赤ちゃんを泣きやませるためにおしゃぶりを使うお母さんが増えていますが、日本小児科学会や日本小児歯科学会の会員らで作る「小児科と小児歯科の保健検討委員会」が、歯並びなどに影響を与える恐れがあるとして、常用しない方がいいとする見解を公表しました。

 年齢とかみ合わせの調査では、おしゃぶりを常に使用している子どもは、使用しない子どもに比べ、前歯の上と下が開いてしまう「開咬(かいこう)」が現れる率が高いそうです。乳歯が生えそろう2歳半以降も使用すると、かみ合わせの問題も残るといいます。

 また、親が泣きやませる手段として習慣的に使っている状況があるため、「子どもがなぜ泣いているか親が考えなくなる」「子どもの発語の機会が減る」など、親子の大切なコミュニケーションを阻害しかねないと指摘しています。

同委員会は、

〈1〉言葉を覚える1歳を過ぎたら常用しないようにする

〈2〉遅くとも2歳半までに使用を中止する

〈3〉おしゃぶりを使用している間も、

            声をかけたり一緒に遊んだりして子どもとふれあう

〈4〉4歳以降もおしゃぶりが取れない場合は、

            情緒的な面を考慮して小児科医に相談する

 

――との見解をまとめました。

 

 一方、簡単に泣きやむ、静かになる、母親の育児ストレスを軽減する――などの利点も認めています。

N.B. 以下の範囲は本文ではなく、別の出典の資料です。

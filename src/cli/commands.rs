use clap::{Parser, Subcommand};
use crate::board::{DropOutcome, LeadForm, PipelineBoard};
use crate::cli::abbrev::resolve_stage;
use crate::cli::error::user_error;
use crate::cli::output::{
    format_board, format_lead_list_table, format_lead_summary, print_notification,
    stdout_is_terminal,
};
use crate::db::DbConnection;
use crate::models::PipelineStage;
use crate::store::{LeadStore, SqliteLeadStore};
use crate::utils::date::parse_date_expr;
use anyhow::{Context, Result};

#[derive(Parser)]
#[command(name = "leadboard")]
#[command(about = "Lead Board - A command-line sales pipeline tracker")]
#[command(version = env!("CARGO_PKG_VERSION"))]
pub struct Cli {
    #[command(subcommand)]
    pub command: Commands,
}

#[derive(Subcommand)]
pub enum Commands {
    /// Show the pipeline board grouped by stage
    Board,
    /// Add a new lead
    Add {
        /// Lead name (e.g., contact or opportunity name)
        #[arg(required = true)]
        name: Vec<String>,
        /// Initial pipeline stage (slug or unique prefix, default: new_lead)
        #[arg(short, long)]
        stage: Option<String>,
        /// Company name
        #[arg(long)]
        company: Option<String>,
        /// Contact email
        #[arg(long)]
        email: Option<String>,
        /// Contact phone
        #[arg(long)]
        phone: Option<String>,
        /// Where the lead came from (referral, website, ...)
        #[arg(long)]
        source: Option<String>,
        /// Free-form notes
        #[arg(long)]
        notes: Option<String>,
        /// Last contact date (2026-08-24, today, yesterday)
        #[arg(long)]
        contacted: Option<String>,
    },
    /// Edit an existing lead's fields
    Edit {
        /// Lead ID
        id: String,
        /// New name
        #[arg(long)]
        name: Option<String>,
        /// Pipeline stage (slug or unique prefix)
        #[arg(short, long)]
        stage: Option<String>,
        /// Company name
        #[arg(long)]
        company: Option<String>,
        /// Contact email
        #[arg(long)]
        email: Option<String>,
        /// Contact phone
        #[arg(long)]
        phone: Option<String>,
        /// Where the lead came from
        #[arg(long)]
        source: Option<String>,
        /// Free-form notes
        #[arg(long)]
        notes: Option<String>,
        /// Last contact date (2026-08-24, today, yesterday)
        #[arg(long)]
        contacted: Option<String>,
    },
    /// Move a lead to another pipeline stage
    Move {
        /// Lead ID
        id: String,
        /// Target stage (slug or unique prefix, e.g. "qual")
        stage: String,
    },
    /// List leads
    List {
        /// Only leads in this stage
        #[arg(short, long)]
        stage: Option<String>,
        /// Output in JSON format
        #[arg(long)]
        json: bool,
    },
    /// Show detailed summary of one lead
    Show {
        /// Lead ID
        id: String,
    },
}

/// CLI entry point: parse arguments, open the store, dispatch
pub fn run() -> Result<()> {
    // No-op outside Windows
    let _ = enable_ansi_support::enable_ansi_support();

    env_logger::Builder::from_env(env_logger::Env::default().default_filter_or("warn"))
        .try_init()
        .ok();

    let cli = Cli::parse();
    let conn = DbConnection::connect().context("Failed to open lead database")?;
    let store = SqliteLeadStore::new(conn);
    let use_color = stdout_is_terminal();

    match cli.command {
        Commands::Board => handle_board(&store, use_color),
        Commands::Add {
            name,
            stage,
            company,
            email,
            phone,
            source,
            notes,
            contacted,
        } => handle_add(
            &store, name, stage, company, email, phone, source, notes, contacted,
        ),
        Commands::Edit {
            id,
            name,
            stage,
            company,
            email,
            phone,
            source,
            notes,
            contacted,
        } => handle_edit(
            &store, &id, name, stage, company, email, phone, source, notes, contacted,
        ),
        Commands::Move { id, stage } => handle_move(&store, &id, &stage, use_color),
        Commands::List { stage, json } => handle_list(&store, stage, json, use_color),
        Commands::Show { id } => handle_show(&store, &id),
    }
}

fn parse_stage_arg(input: &str) -> PipelineStage {
    match resolve_stage(input) {
        Ok(stage) => stage,
        Err(message) => user_error(&message),
    }
}

fn parse_id_arg(input: &str) -> i64 {
    match crate::cli::error::validate_lead_id(input) {
        Ok(id) => id,
        Err(message) => user_error(&message),
    }
}

fn load_board(store: &SqliteLeadStore, use_color: bool) -> PipelineBoard {
    let mut board = PipelineBoard::new();
    board.load(store);
    // Load failures are non-fatal; the notification carries the detail
    for notification in board.take_notifications() {
        print_notification(&notification, use_color);
    }
    board
}

fn handle_board(store: &SqliteLeadStore, use_color: bool) -> Result<()> {
    let board = load_board(store, use_color);
    print!("{}", format_board(&board.group_by_stage(), use_color));
    Ok(())
}

#[allow(clippy::too_many_arguments)]
fn handle_add(
    store: &SqliteLeadStore,
    name: Vec<String>,
    stage: Option<String>,
    company: Option<String>,
    email: Option<String>,
    phone: Option<String>,
    source: Option<String>,
    notes: Option<String>,
    contacted: Option<String>,
) -> Result<()> {
    let name = name.join(" ");
    if name.trim().is_empty() {
        user_error("Lead name cannot be empty");
    }

    let initial_stage = stage
        .as_deref()
        .map(parse_stage_arg)
        .unwrap_or(PipelineStage::NewLead);

    let mut form = LeadForm::create(initial_stage);
    form.lead.name = name;
    form.lead.company = company;
    form.lead.email = email;
    form.lead.phone = phone;
    form.lead.source = source;
    form.lead.notes = notes;
    if let Some(expr) = contacted {
        form.lead.last_contacted_ts = Some(parse_date_expr(&expr)?);
    }

    let stored = form.submit(store)?;

    // Form success contract: reload, never an optimistic insert
    let mut board = PipelineBoard::new();
    board.load(store);
    let in_stage = board
        .group_by_stage()
        .iter()
        .find(|c| c.stage == stored.stage)
        .map(|c| c.leads.len())
        .unwrap_or(0);
    println!(
        "Created lead {} '{}' in {} ({} in stage)",
        stored.id.unwrap_or(0),
        stored.name,
        stored.stage.display_name(),
        in_stage
    );
    Ok(())
}

#[allow(clippy::too_many_arguments)]
fn handle_edit(
    store: &SqliteLeadStore,
    id: &str,
    name: Option<String>,
    stage: Option<String>,
    company: Option<String>,
    email: Option<String>,
    phone: Option<String>,
    source: Option<String>,
    notes: Option<String>,
    contacted: Option<String>,
) -> Result<()> {
    let id = parse_id_arg(id);
    let existing = match store.get_lead(id)? {
        Some(lead) => lead,
        None => user_error(&format!("No lead with ID {}", id)),
    };

    let mut form = LeadForm::edit(existing);
    if let Some(name) = name {
        form.lead.name = name;
    }
    if let Some(stage) = stage {
        form.lead.stage = parse_stage_arg(&stage);
    }
    if company.is_some() {
        form.lead.company = company;
    }
    if email.is_some() {
        form.lead.email = email;
    }
    if phone.is_some() {
        form.lead.phone = phone;
    }
    if source.is_some() {
        form.lead.source = source;
    }
    if notes.is_some() {
        form.lead.notes = notes;
    }
    if let Some(expr) = contacted {
        form.lead.last_contacted_ts = Some(parse_date_expr(&expr)?);
    }

    form.submit(store)?;

    let mut board = PipelineBoard::new();
    board.load(store);
    if let Some(lead) = board.find_lead(id) {
        println!(
            "Updated lead {} '{}' ({})",
            id,
            lead.name,
            lead.stage.display_name()
        );
    }
    Ok(())
}

fn handle_move(store: &SqliteLeadStore, id: &str, stage: &str, use_color: bool) -> Result<()> {
    let id = parse_id_arg(id);
    let target = parse_stage_arg(stage);
    let mut board = load_board(store, use_color);

    // Two-phase drop: optimistic apply, store call, then the completion
    // event that either confirms or rolls back
    match board.drop_lead(id, target) {
        DropOutcome::Pending(ticket) => {
            let result =
                store.update_lead_stage(ticket.lead_id, ticket.target, ticket.last_contacted_ts);
            let failed = result.is_err();
            board.resolve_drop(ticket, result);
            for notification in board.take_notifications() {
                print_notification(&notification, use_color);
            }
            if failed {
                std::process::exit(1);
            }
            Ok(())
        }
        DropOutcome::SameStage => {
            println!(
                "Lead {} is already in {}; nothing to do",
                id,
                target.display_name()
            );
            Ok(())
        }
        DropOutcome::NotFound => user_error(&format!("No lead with ID {}", id)),
        DropOutcome::Busy => user_error(&format!("Lead {} already has a move in progress", id)),
    }
}

fn handle_list(
    store: &SqliteLeadStore,
    stage: Option<String>,
    json: bool,
    use_color: bool,
) -> Result<()> {
    let stage_filter = stage.as_deref().map(parse_stage_arg);
    let board = load_board(store, use_color);

    let leads: Vec<_> = board
        .leads()
        .iter()
        .filter(|l| stage_filter.map_or(true, |s| l.stage == s))
        .collect();

    if json {
        println!("{}", serde_json::to_string_pretty(&leads)?);
    } else if leads.is_empty() {
        println!("No leads found");
    } else {
        print!("{}", format_lead_list_table(&leads, use_color));
    }
    Ok(())
}

fn handle_show(store: &SqliteLeadStore, id: &str) -> Result<()> {
    let id = parse_id_arg(id);
    match store.get_lead(id)? {
        Some(lead) => {
            print!("{}", format_lead_summary(&lead));
            Ok(())
        }
        None => user_error(&format!("No lead with ID {}", id)),
    }
}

 大手育児用品メーカーの調査では、乳幼児がいる家庭のおしゃぶり所有率は2000年の55%から、2003年の71%にアップしているそうです。同委員会副代表の高木裕三・東京医科歯科大大学院教授は「おしゃぶりは鼻呼吸やあごの発達を促進する効果があるなどといわれるが、医学的な根拠は確かめられていない。使い方に注意を」と話しています。